### Aim of the exercise
In the records below, count each line where the word "diff" appears, and reply with that number only.

### Data listing
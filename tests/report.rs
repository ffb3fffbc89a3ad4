//! 보고서 검증/내보내기 테스트.
use std::fs;

use solar_sizing_toolbox::estimation::{
    build_projection, estimate_from_monthly_units, EstimationConfig,
};
use solar_sizing_toolbox::report::{
    find_installer, ChartData, Contact, Location, Report, ReportError, INSTALLERS,
};

fn contact(email: &str) -> Contact {
    Contact {
        name: "Asha".into(),
        email: email.into(),
        phone: "98765".into(),
    }
}

fn prepared(email: &str) -> Result<Report, ReportError> {
    let cfg = EstimationConfig::default();
    let result = estimate_from_monthly_units(300.0, &cfg).expect("estimate");
    let projection = build_projection(&result, &cfg);
    Report::prepare(
        contact(email),
        INSTALLERS[0],
        Location::default(),
        cfg.sun_hours_per_day,
        Some(&result),
        Some(&projection),
    )
}

#[test]
fn blank_email_is_rejected() {
    assert!(matches!(prepared("   "), Err(ReportError::MissingEmail)));
}

#[test]
fn missing_estimation_is_rejected() {
    let res = Report::prepare(
        contact("asha@example.com"),
        INSTALLERS[1],
        Location::default(),
        5.5,
        None,
        None,
    );
    assert!(matches!(res, Err(ReportError::NoEstimation)));
}

#[test]
fn zero_kilowatt_estimate_cannot_be_reported() {
    let cfg = EstimationConfig::default();
    let tiny = estimate_from_monthly_units(0.5, &cfg).expect("estimate");
    assert_eq!(tiny.required_kw, 0.0);
    let projection = build_projection(&tiny, &cfg);
    let res = Report::prepare(
        contact("asha@example.com"),
        INSTALLERS[0],
        Location::default(),
        cfg.sun_hours_per_day,
        Some(&tiny),
        Some(&projection),
    );
    assert!(matches!(res, Err(ReportError::NoEstimation)));
}

#[test]
fn summary_lists_results_and_unknown_location() {
    let report = prepared("asha@example.com").expect("report");
    let text = report.summary_text();
    assert!(text.starts_with("Hello Asha,"));
    assert!(text.contains("System Size: 1.82 kW"));
    assert!(text.contains("Estimated Cost: ₹109200"));
    assert!(text.contains("Payback Period: 3.8 years"));
    assert!(text.contains("150Ah Batteries Needed: 5"));
    assert!(text.contains("Projected Payback: Year 4"));
    assert!(text.contains("Location: N/A, N/A"));
    assert!(text.contains("Sun Hours Used: 5.5 hours/day"));
}

#[test]
fn summary_shows_entered_location() {
    let mut report = prepared("asha@example.com").expect("report");
    report.location = Location {
        lat: Some(28.61),
        lon: None,
    };
    assert!(report.summary_text().contains("Location: 28.61, N/A"));
}

#[test]
fn location_display() {
    let loc = Location {
        lat: Some(12.97),
        lon: Some(77.59),
    };
    assert_eq!(loc.to_string(), "12.97, 77.59");
}

#[test]
fn payload_uses_report_field_names() {
    let report = prepared("asha@example.com").expect("report");
    let value = serde_json::to_value(report.payload()).expect("json");
    assert_eq!(value["email"], "asha@example.com");
    assert_eq!(value["sunHours"], 5.5);
    assert_eq!(value["installer"]["name"], "SunGrid Pvt Ltd");
    assert_eq!(value["location"]["lat"], serde_json::Value::Null);
    assert_eq!(value["results"]["requiredKW"], 1.82);
    assert_eq!(value["results"]["num150AhBatteries"], 5);
    assert_eq!(value["results"]["areaComment"], "");
}

#[test]
fn chart_data_marks_payback() {
    let report = prepared("asha@example.com").expect("report");
    let chart = ChartData::from_projection(&report.projection);
    assert_eq!(chart.labels.len(), 25);
    assert_eq!(chart.datasets.len(), 2);
    assert_eq!(chart.datasets[0].data, report.projection.cumulative_grid_cost);
    assert_eq!(chart.payback_label.as_deref(), Some("Year 4"));
}

#[test]
fn writes_three_files() {
    let report = prepared("asha@example.com").expect("report");
    let dir = std::env::temp_dir().join(format!("solar_report_{}", std::process::id()));
    let exported = report.write_to_dir(&dir).expect("export");
    let summary = fs::read_to_string(&exported.summary).expect("summary");
    assert!(summary.contains("Thank you for using Sun4sure!"));
    let chart: serde_json::Value =
        serde_json::from_str(&fs::read_to_string(&exported.chart).expect("chart")).expect("json");
    assert_eq!(chart["paybackLabel"], "Year 4");
    assert!(exported.payload.exists());
    let _ = fs::remove_dir_all(&dir);
}

#[test]
fn installer_lookup_ignores_case() {
    assert_eq!(
        find_installer("brightwatts solutions").map(|i| i.email),
        Some("brightwatts@example.com")
    );
    assert!(find_installer("Nobody Solar").is_none());
}
//! 월 사용량/가전 목록 산정 회귀 테스트.
use solar_sizing_toolbox::estimation::{
    estimate_from_appliances, estimate_from_monthly_units, monthly_units, ApplianceEntry,
    AreaAssessment, EstimationConfig, EstimationError, Preset,
};

fn assert_close(label: &str, actual: f64, expected: f64, tol: f64) {
    let diff = (actual - expected).abs();
    assert!(
        diff <= tol,
        "{label} expected {expected:.6} got {actual:.6} (diff {diff:.6}, tol {tol})"
    );
}

fn config_with_area(available_area_m2: f64) -> EstimationConfig {
    EstimationConfig {
        available_area_m2,
        ..EstimationConfig::default()
    }
}

#[test]
fn reference_household_300_units() {
    let res = estimate_from_monthly_units(300.0, &EstimationConfig::default()).expect("estimate");
    assert_close("kW", res.required_kw, 1.82, 1e-9);
    assert_close("area", res.area_m2, 18.2, 1e-9);
    assert_close("cost", res.cost, 109_200.0, 1e-9);
    assert_close("bill", res.monthly_grid_bill, 2400.0, 1e-9);
    assert_close("savings", res.monthly_savings, 2400.0, 1e-9);
    assert_close("payback", res.payback_years, 3.8, 1e-9);
    assert_close("battery", res.battery_kwh, 7.28, 1e-9);
    assert_eq!(res.battery_count, 5);
    assert_close("initial", res.initial_cost, res.cost, 0.0);
    assert_eq!(res.area_comment, AreaAssessment::Unspecified);
    assert_eq!(res.area_comment.as_str(), "");
}

#[test]
fn required_kw_and_area_follow_rounding() {
    let cfg = EstimationConfig {
        sun_hours_per_day: 4.2,
        ..EstimationConfig::default()
    };
    for units in [1.0, 57.5, 120.0, 333.3, 1250.0] {
        let res = estimate_from_monthly_units(units, &cfg).expect("estimate");
        let kw = ((units / (4.2 * 30.0)) * 100.0).round() / 100.0;
        assert_close("kW", res.required_kw, kw, 1e-9);
        assert_close("area", res.area_m2, ((kw * 10.0) * 100.0).round() / 100.0, 1e-9);
    }
}

#[test]
fn rejects_non_positive_units_and_sun_hours() {
    let cfg = EstimationConfig::default();
    assert!(matches!(
        estimate_from_monthly_units(0.0, &cfg),
        Err(EstimationError::InvalidInput(_))
    ));
    assert!(matches!(
        estimate_from_monthly_units(-10.0, &cfg),
        Err(EstimationError::InvalidInput(_))
    ));
    assert!(matches!(
        estimate_from_monthly_units(f64::NAN, &cfg),
        Err(EstimationError::InvalidInput(_))
    ));
    let no_sun = EstimationConfig {
        sun_hours_per_day: 0.0,
        ..EstimationConfig::default()
    };
    assert!(matches!(
        estimate_from_monthly_units(300.0, &no_sun),
        Err(EstimationError::InvalidInput(_))
    ));
}

#[test]
fn zero_grid_rate_gives_zero_payback() {
    let cfg = EstimationConfig {
        grid_rate_per_unit: 0.0,
        ..EstimationConfig::default()
    };
    let res = estimate_from_monthly_units(300.0, &cfg).expect("estimate");
    assert_eq!(res.monthly_savings, 0.0);
    assert_eq!(res.payback_years, 0.0);
}

#[test]
fn half_cent_sizes_round_on_the_stored_value() {
    let cfg = EstimationConfig {
        sun_hours_per_day: 4.0,
        ..EstimationConfig::default()
    };
    let nine = estimate_from_monthly_units(9.0, &cfg).expect("9 units");
    assert_eq!(nine.required_kw, 0.07);
    assert_eq!(nine.cost, 4200.0);
    assert_eq!(nine.area_m2, 0.7);

    let twenty_one = estimate_from_monthly_units(21.0, &cfg).expect("21 units");
    assert_eq!(twenty_one.required_kw, 0.17);
    assert_eq!(twenty_one.cost, 10_200.0);
}

#[test]
fn negative_available_area_counts_as_given() {
    let res = estimate_from_monthly_units(300.0, &config_with_area(-1.0)).expect("estimate");
    assert_eq!(res.area_comment, AreaAssessment::Insufficient);
}

#[test]
fn area_comment_against_available_area() {
    let fits = estimate_from_monthly_units(300.0, &config_with_area(20.0)).expect("fits");
    assert_eq!(fits.area_comment, AreaAssessment::Sufficient);
    assert_eq!(fits.area_comment.as_str(), "sufficient");

    let exact = estimate_from_monthly_units(300.0, &config_with_area(18.2)).expect("exact");
    assert_eq!(exact.area_comment, AreaAssessment::Sufficient);

    let short = estimate_from_monthly_units(300.0, &config_with_area(10.0)).expect("short");
    assert_eq!(short.area_comment, AreaAssessment::Insufficient);
    assert_eq!(short.area_comment.as_str(), "insufficient");
}

#[test]
fn appliances_delegate_to_monthly_units() {
    let appliances = vec![
        ApplianceEntry::new("Fridge", 150.0, 10.0, 30.0),
        ApplianceEntry::new("TV", 100.0, 3.0, 30.0),
    ];
    let units = monthly_units(&appliances);
    assert_close("units", units, 54.0, 1e-12);

    let cfg = EstimationConfig::default();
    let from_list = estimate_from_appliances(&appliances, &cfg).expect("appliances");
    let from_units = estimate_from_monthly_units(units, &cfg).expect("units");
    assert_eq!(from_list, from_units);
    assert_close("kW", from_list.required_kw, 0.33, 1e-9);
}

#[test]
fn empty_appliance_list_is_invalid() {
    let cfg = EstimationConfig::default();
    assert!(matches!(
        estimate_from_appliances(&[], &cfg),
        Err(EstimationError::InvalidInput(_))
    ));
    assert!(estimate_from_appliances(&Preset::Custom.appliances(), &cfg).is_err());
}

#[test]
fn appliances_with_no_energy_are_invalid() {
    let idle = vec![ApplianceEntry::new("Standby", 0.0, 24.0, 30.0)];
    assert!(estimate_from_appliances(&idle, &EstimationConfig::default()).is_err());
}

#[test]
fn repeated_estimates_are_identical() {
    let cfg = config_with_area(15.0);
    let a = estimate_from_monthly_units(412.7, &cfg).expect("a");
    let b = estimate_from_monthly_units(412.7, &cfg).expect("b");
    assert_eq!(a, b);
    assert_eq!(a.required_kw.to_bits(), b.required_kw.to_bits());

    let villa = Preset::ModernUrbanVilla.appliances();
    assert_eq!(
        estimate_from_appliances(&villa, &cfg).expect("c"),
        estimate_from_appliances(&villa, &cfg).expect("d")
    );
}

#[test]
fn preset_monthly_units() {
    assert_close(
        "rural",
        monthly_units(&Preset::BasicRuralHome.appliances()),
        139.92,
        1e-9,
    );
    assert_eq!(Preset::UrbanMiddleClassFlat.appliances().len(), 10);
    assert_eq!(Preset::ModernUrbanVilla.appliances().len(), 11);
    assert!(Preset::Custom.appliances().is_empty());
}

#[test]
fn preset_names_parse() {
    for preset in Preset::ALL {
        assert_eq!(preset.name().parse::<Preset>(), Ok(preset));
    }
    assert_eq!("villa".parse::<Preset>(), Ok(Preset::ModernUrbanVilla));
    assert!("castle".parse::<Preset>().is_err());
}

#[test]
fn custom_coefficients_change_sizing() {
    let mut cfg = EstimationConfig::default();
    cfg.coefficients.cost_per_kw = 50_000.0;
    cfg.coefficients.battery_autonomy_hours = 8.0;
    let res = estimate_from_monthly_units(300.0, &cfg).expect("estimate");
    assert_close("cost", res.cost, 91_000.0, 1e-9);
    assert_close("battery", res.battery_kwh, 14.56, 1e-9);
    assert_eq!(res.battery_count, 9);
}
//! 명령행 인자 정의.

use std::path::PathBuf;

use clap::{Args as ClapArgs, Parser, Subcommand};

use crate::config::DEFAULT_CONFIG_PATH;
use crate::estimation::{EstimationConfig, Preset};

#[derive(Parser, Debug)]
#[command(author, version, about = "Solar PV system sizing estimator", propagate_version = true)]
pub struct Args {
    /// 설정 파일 경로
    #[arg(long, global = true, default_value = DEFAULT_CONFIG_PATH)]
    pub config: PathBuf,

    /// UI 언어 (ko, en, auto)
    #[arg(long, global = true)]
    pub lang: Option<String>,

    /// 언어팩(TOML) 디렉터리
    #[arg(long, global = true)]
    pub locales: Option<PathBuf>,

    /// 로그 상세도 (-v: info, -vv: debug)
    #[arg(short, long, global = true, action = clap::ArgAction::Count)]
    pub verbose: u8,

    /// 생략하면 대화형 메뉴를 실행한다.
    #[command(subcommand)]
    pub command: Option<Command>,
}

#[derive(Subcommand, Debug)]
pub enum Command {
    /// Estimate from monthly consumption in kWh.
    Monthly(MonthlyArgs),

    /// Estimate from a preset or an appliance file.
    Appliances(ApplianceArgs),

    /// List the built-in appliance presets.
    Presets,

    /// Derive sun hours from an irradiance climatology JSON document.
    SunHours(SunHoursArgs),

    /// Estimate and export report.txt, report.json and chart.json.
    Report(ReportArgs),
}

/// 한 번 실행할 때만 적용되는 산정 조건. 설정 파일에는 저장하지 않는다.
#[derive(ClapArgs, Debug, Clone, Default)]
pub struct EstimationOverrides {
    /// 일사 시간 [h/일]
    #[arg(long)]
    pub sun_hours: Option<f64>,

    /// 전력 단가 [통화/kWh]
    #[arg(long)]
    pub grid_rate: Option<f64>,

    /// 출력 저하율 [%/년]
    #[arg(long)]
    pub degradation: Option<f64>,

    /// 설치 가능 면적 [m²]
    #[arg(long)]
    pub available_area: Option<f64>,
}

impl EstimationOverrides {
    pub fn applied_to(&self, base: &EstimationConfig) -> EstimationConfig {
        let mut cfg = base.clone();
        if let Some(v) = self.sun_hours {
            cfg.sun_hours_per_day = v;
        }
        if let Some(v) = self.grid_rate {
            cfg.grid_rate_per_unit = v;
        }
        if let Some(v) = self.degradation {
            cfg.degradation_rate_percent_per_year = v;
        }
        if let Some(v) = self.available_area {
            cfg.available_area_m2 = v;
        }
        cfg
    }
}

#[derive(ClapArgs, Debug)]
pub struct MonthlyArgs {
    /// 월 사용량 [kWh]
    #[arg(long)]
    pub units: f64,

    /// 25년 누적 비용 표 출력
    #[arg(long)]
    pub projection: bool,

    #[command(flatten)]
    pub overrides: EstimationOverrides,
}

#[derive(ClapArgs, Debug)]
pub struct ApplianceArgs {
    /// 프리셋 이름 (rural, flat, villa, custom 또는 전체 이름)
    #[arg(long, conflicts_with = "file", required_unless_present = "file")]
    pub preset: Option<Preset>,

    /// 가전 목록 파일 (.toml 또는 .json)
    #[arg(long)]
    pub file: Option<PathBuf>,

    #[arg(long)]
    pub projection: bool,

    #[command(flatten)]
    pub overrides: EstimationOverrides,
}

#[derive(ClapArgs, Debug)]
pub struct SunHoursArgs {
    /// 기후 통계 JSON 파일
    #[arg(long)]
    pub file: PathBuf,

    /// 결과를 설정 파일에 저장
    #[arg(long)]
    pub save: bool,
}

#[derive(ClapArgs, Debug)]
pub struct ReportArgs {
    #[arg(long, conflicts_with = "preset", required_unless_present = "preset")]
    pub units: Option<f64>,

    #[arg(long)]
    pub preset: Option<Preset>,

    #[arg(long)]
    pub email: String,

    #[arg(long)]
    pub name: Option<String>,

    #[arg(long)]
    pub phone: Option<String>,

    /// 설치업체 이름. 생략하면 목록의 첫 업체.
    #[arg(long)]
    pub installer: Option<String>,

    #[arg(long, allow_negative_numbers = true)]
    pub lat: Option<f64>,

    #[arg(long, allow_negative_numbers = true)]
    pub lon: Option<f64>,

    /// 출력 폴더
    #[arg(long, default_value = "report")]
    pub out: PathBuf,

    #[command(flatten)]
    pub overrides: EstimationOverrides,
}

### Answer to this problem
3